Assignment:
For every line that contains the string "trace", pull that line out of the material below.

Dataset records:
mod host_type_derive_tests;
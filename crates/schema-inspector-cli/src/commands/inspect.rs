use crate::Cli;
use crate::CommandResult;
use crate::RunnableCommand;
use crate::manifest::HostManifest;
use crate::output_utils;
use schema_inspector::SchemaMappingInspector;
use schema_inspector::SchemaReport;
use schema_inspector::inspect::InterfaceFieldPolicy;
use std::collections::HashSet;
use std::error::Error;
use std::path::PathBuf;
use std::process::ExitCode;
use walkdir::WalkDir;

#[derive(Clone, Copy, Debug, Default, Eq, PartialEq, clap::ValueEnum)]
pub(crate) enum OutputFormat {
    Json,
    #[default]
    Text,
}

#[derive(Clone, Copy, Debug, Default, Eq, PartialEq, clap::ValueEnum)]
pub(crate) enum InterfaceFields {
    #[default]
    ConcreteTypesOnly,
    IncludeAbstractType,
}
impl From<InterfaceFields> for InterfaceFieldPolicy {
    fn from(value: InterfaceFields) -> Self {
        match value {
            InterfaceFields::ConcreteTypesOnly => Self::ConcreteTypesOnly,
            InterfaceFields::IncludeAbstractType => Self::IncludeAbstractType,
        }
    }
}

#[derive(Debug, clap::Args)]
pub(crate) struct InspectCmd {
    #[arg(
        help="Exit successfully even when the report lists unmapped fields or \
             skipped types.",
        long,
    )]
    pub allow_gaps: bool,

    #[arg(
        help="Prefix prepended to a schema type name to get the simple name of \
             the host type expected to back it.",
        long,
    )]
    pub class_name_prefix: Option<String>,

    #[arg(
        help="Suffix appended to a schema type name to get the simple name of \
             the host type expected to back it.",
        long,
    )]
    pub class_name_suffix: Option<String>,

    #[arg(
        default_value_t,
        help="Output format of the inspection report.",
        long,
        value_enum,
    )]
    pub format: OutputFormat,

    #[arg(
        default_values_t=[
            "graphql".to_string(),
            "graphqls".to_string(),
        ],
        help="Set of file extensions to filter to when searching for files \
             within a directory.",
        long,
        value_delimiter = ',',
    )]
    pub graphql_file_exts: Vec<String>,

    #[arg(
        default_value_t,
        help="Whether interface fields are also checked against the abstract \
             host type a controller declares.",
        long,
        value_enum,
    )]
    pub interface_fields: InterfaceFields,

    #[arg(
        help="Path to the JSON manifest describing host types, controller \
             methods, and class mappings.",
        long,
        short='m',
    )]
    pub manifest: PathBuf,

    #[arg(
        help="Additional generic container types to unwrap when matching host \
             types against the schema.",
        long,
        value_delimiter = ',',
    )]
    pub wrapper_types: Vec<String>,

    #[arg(
        help="Paths to one or more GraphQL files or directories containing \
             GraphQL files which make up the schema to inspect.",
        name="FILE_OR_DIR_PATHS",
        required=true,
    )]
    pub file_or_dir_paths: Vec<PathBuf>,
}
impl InspectCmd {
    pub(crate) fn build_inspector(&self, manifest: &HostManifest) -> SchemaMappingInspector {
        let mut builder = SchemaMappingInspector::builder()
            .class_name_type_resolver(&manifest.class_name_type_resolver())
            .interface_field_policy(self.interface_fields.into());

        if self.class_name_prefix.is_some() || self.class_name_suffix.is_some() {
            let prefix = self.class_name_prefix.clone().unwrap_or_default();
            let suffix = self.class_name_suffix.clone().unwrap_or_default();
            builder = builder.class_name_function(
                move |schema_type_name: &str| format!("{prefix}{schema_type_name}{suffix}"),
            );
        }

        for wrapper_type in manifest.wrapper_types.iter().chain(&self.wrapper_types) {
            builder = builder.wrapper_type(wrapper_type.as_str());
        }
        builder.build()
    }

    /// Finds all GraphQL files recursively located at or under each path
    /// passed as an arg.
    pub(crate) fn collect_schema_files(&self) -> (Vec<PathBuf>, Vec<Box<dyn Error>>) {
        let graphql_file_exts: HashSet<String> =
            self.graphql_file_exts.iter()
                .map(|ext| ext.trim_start_matches('.').to_string())
                .collect();

        log::debug!(
            "Scanning {} input paths...",
            self.file_or_dir_paths.len(),
        );
        let mut errors: Vec<Box<dyn Error>> = vec![];
        let mut file_paths = vec![];
        for path in &self.file_or_dir_paths {
            for entry in WalkDir::new(path.as_path()).follow_links(true).sort_by_file_name() {
                let entry = match entry {
                    Ok(entry) => entry,
                    Err(e) => {
                        log::trace!(
                            "Encountered an error while iterating recursive \
                            filesystem entities at/under {path:#?}."
                        );
                        errors.push(Box::new(e));
                        continue
                    },
                };

                let entry_path = entry.path();
                if !entry.file_type().is_file() {
                    log::trace!("Skipping non-file: {entry_path:#?}.");
                    continue;
                }
                log::trace!("Found file at {entry_path:#?}.");
                let matches_ext = entry_path.extension()
                    .is_some_and(|ext| graphql_file_exts.contains(&*ext.to_string_lossy()));
                if matches_ext {
                    match std::fs::canonicalize(entry_path) {
                        Ok(canonical_path) => file_paths.push(canonical_path),
                        Err(e) => errors.push(Box::new(e)),
                    }
                }
            }
        }

        // A single file named explicitly is loaded even if its extension
        // isn't one of `graphql_file_exts`.
        if file_paths.is_empty()
            && errors.is_empty()
            && let [only_path] = self.file_or_dir_paths.as_slice()
            && only_path.is_file() {
            log::warn!(
                "Proceeding to inspect {only_path:#?} even though it doesn't \
                match any of the --graphql-file-exts ({}).",
                self.graphql_file_exts.join(", "),
            );
            file_paths.push(only_path.to_owned());
        }

        log::debug!("Found {} GraphQL files to inspect.", file_paths.len());
        (file_paths, errors)
    }

    pub(crate) fn render(&self, report: &SchemaReport) -> anyhow::Result<String> {
        Ok(match self.format {
            OutputFormat::Json => serde_json::to_string_pretty(report)?,
            OutputFormat::Text if report.is_empty() => format!(
                "{} Every schema field is mapped.\n{report}",
                output_utils::GREEN_CHECK,
            ),
            OutputFormat::Text => format!(
                "{} Found {} unmapped fields and {} skipped types.\n{report}",
                output_utils::WARNING_SIGN,
                report.unmapped_field_count(),
                report.skipped_type_count(),
            ),
        })
    }
}

#[inherent::inherent]
impl RunnableCommand for InspectCmd {
    pub async fn run(self, _cli: Cli) -> CommandResult {
        let (file_paths, errors) = self.collect_schema_files();
        if !errors.is_empty() {
            return CommandResult::stderr(format_args!(
                "{} Errors while locating GraphQL files: {errors:#?}",
                output_utils::RED_X,
            ));
        }
        if file_paths.is_empty() {
            return CommandResult::stderr(format_args!(
                "{} No GraphQL files found.",
                output_utils::RED_X,
            ));
        }

        let manifest = match HostManifest::load(self.manifest.as_path()) {
            Ok(manifest) => manifest,
            Err(e) => return CommandResult::stderr(format_args!(
                "{} {e:#}",
                output_utils::RED_X,
            )),
        };
        let (controllers, host_types) = match (
            manifest.controller_registry(),
            manifest.host_type_registry(),
        ) {
            (Ok(controllers), Ok(host_types)) => (controllers, host_types),
            (Err(e), _) | (_, Err(e)) => return CommandResult::stderr(format_args!(
                "{} Invalid host manifest: {e:#}",
                output_utils::RED_X,
            )),
        };

        let inspector = self.build_inspector(&manifest);
        let report = match inspector.inspect_files(file_paths, &controllers, &host_types) {
            Ok(report) => report,
            Err(e) => return CommandResult::stderr(format_args!(
                "{} Inspection failed: {e}",
                output_utils::RED_X,
            )),
        };

        let output = match self.render(&report) {
            Ok(output) => output,
            Err(e) => return CommandResult::stderr(format_args!(
                "{} Failed to render the report: {e:#}",
                output_utils::RED_X,
            )),
        };
        let exit_code =
            if report.is_empty() || self.allow_gaps {
                ExitCode::SUCCESS
            } else {
                ExitCode::FAILURE
            };
        CommandResult::stdout(format_args!("{output}")).with_exit_code(exit_code)
    }
}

Written answer:
                        log::trace!(
                    log::trace!("Skipping non-file: {entry_path:#?}.");
                log::trace!("Found file at {entry_path:#?}.");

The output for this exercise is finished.